A package of Machine Learning datasets has arrived for R – MLDataR

I am proud to announce my seventh package for you lovely R folks. This time it is a collection of datasets aimed at giving people in healthcare, and beyond, some solid examples for using with R. There remains a few excellent packages for this, such as mlbench, but they are limited in the number of datasets you can derive.

Using the package

To use the package I have compiled a YouTube video to show you how the datasets could be used, with a thorough example in TidyModels of how to implement the thyroid disease dataset and model it with a random forest.

The link to the video is below:

Package aims

To provide you with useful datasets for undertaking supervised machine learning in R with the machine learning library of your choice.

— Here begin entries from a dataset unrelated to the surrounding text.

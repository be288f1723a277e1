//! Terminal rendering of progress events.
//!
//! [`ConsoleReport`] is the CLI's report sink: events are rendered as they
//! arrive, either as colored text or as JSON lines. Library code never
//! prints; it only appends to a sink.

use std::io::{self, Write};
use std::sync::atomic::{AtomicBool, Ordering};
use std::sync::{Mutex, PoisonError};

use chrono::Utc;
use owo_colors::OwoColorize;
use serde::Serialize;

use crate::report::{CounterMode, CounterState, CounterUpdate, ProgressEvent, ReportSink};

/// Output format for the console sink.
#[derive(Debug, Clone, Copy, PartialEq, Eq)]
pub enum OutputFormat {
    /// Colored, timestamped text.
    Plain,
    /// One JSON object per event or counter update.
    Json,
}

/// Get current timestamp in the same format as tracing.
fn timestamp() -> String {
    Utc::now().format("%Y-%m-%dT%H:%M:%S%.6fZ").to_string()
}

/// JSON-lines record wrapper.
#[derive(Serialize)]
#[serde(rename_all = "snake_case")]
enum Record<'a> {
    Event(&'a ProgressEvent),
    Counter(&'a CounterUpdate),
}

/// Rendering state carried between events.
#[derive(Debug, Default)]
struct RenderState {
    counter: CounterState,
    at_line_start: bool,
}

/// Report sink that renders events to the terminal as they arrive.
pub struct ConsoleReport {
    format: OutputFormat,
    state: Mutex<RenderState>,
    cancelled: AtomicBool,
}

impl ConsoleReport {
    #[must_use]
    pub fn new(format: OutputFormat) -> Self {
        Self {
            format,
            state: Mutex::new(RenderState {
                at_line_start: true,
                counter: CounterState::default(),
            }),
            cancelled: AtomicBool::new(false),
        }
    }

    fn print_plain(&self, event: &ProgressEvent) {
        let mut state = self.state.lock().unwrap_or_else(PoisonError::into_inner);

        if event.is_error {
            let mut err = io::stderr().lock();
            let _ = writeln!(
                err,
                "{} {} {}",
                timestamp().dimmed(),
                "[ERROR]".red().bold(),
                event.text.red()
            );
            state.at_line_start = true;
            return;
        }

        let mut out = io::stdout().lock();
        if state.at_line_start && !event.text.is_empty() {
            let _ = write!(out, "{} ", timestamp().dimmed());
        }
        if event.is_important {
            let _ = write!(out, "{}", event.text.bold());
        } else {
            let _ = write!(out, "{}", event.text);
        }
        if event.ends_line {
            let _ = writeln!(out);
        }
        let _ = out.flush();
        state.at_line_start = event.ends_line;
    }

    fn print_gauge(&self, update: CounterUpdate) {
        let mut state = self.state.lock().unwrap_or_else(PoisonError::into_inner);
        state.counter.apply(update);

        // Redrawn in place; the next event's newline moves past it.
        let gauge = match state.counter.mode {
            CounterMode::Determinate => {
                format!("[{:>3}/{}]", state.counter.value, state.counter.max)
            }
            CounterMode::Indeterminate => "[ ... ]".to_string(),
        };
        let mut out = io::stdout().lock();
        let _ = write!(out, "\r{}", gauge.cyan());
        let _ = out.flush();
        state.at_line_start = false;
    }

    fn print_json<T: Serialize>(record: &T) {
        if let Ok(line) = serde_json::to_string(record) {
            let mut out = io::stdout().lock();
            let _ = writeln!(out, "{line}");
        }
    }
}

impl ReportSink for ConsoleReport {
    fn append(&self, event: ProgressEvent) {
        match self.format {
            OutputFormat::Plain => self.print_plain(&event),
            OutputFormat::Json => Self::print_json(&Record::Event(&event)),
        }
    }

    fn update_counter(&self, update: CounterUpdate) {
        match self.format {
            OutputFormat::Plain => self.print_gauge(update),
            OutputFormat::Json => Self::print_json(&Record::Counter(&update)),
        }
    }

    fn is_cancelled(&self) -> bool {
        self.cancelled.load(Ordering::SeqCst)
    }

    fn cancel(&self) {
        self.cancelled.store(true, Ordering::SeqCst);
    }
}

The package currently has three example datasets, and more are being added every week. The first three datasets contained in the package are:

  • Diabetes disease prediction – supervised machine learning classification dataset to enable the prediction of diabetic patients
  • Heart disease prediction – supervised machine learning classification dataset to enable the prediction of heart disease using a number of key outcome features
  • Thyroid disease prediction – supervised machine learning classification dataset to allow for the prediction of thyroid disease utilising historic patient records

More datasets are being added, so look out for the next version of this package.

Package GitHub

The supporting package GitHub shows how to install the package and get up and running quickly, but I am hoping that the YouTube video will allow you to get up and running with speed, and vigour.

Additionally, you can follow along with the supporting Vignette for this package.

That’s a wrap

I hope you use these datasets in earnest, and please Python users feel free to export to csv and use with scikit learn, as I do intend on making this available on PyPI as well.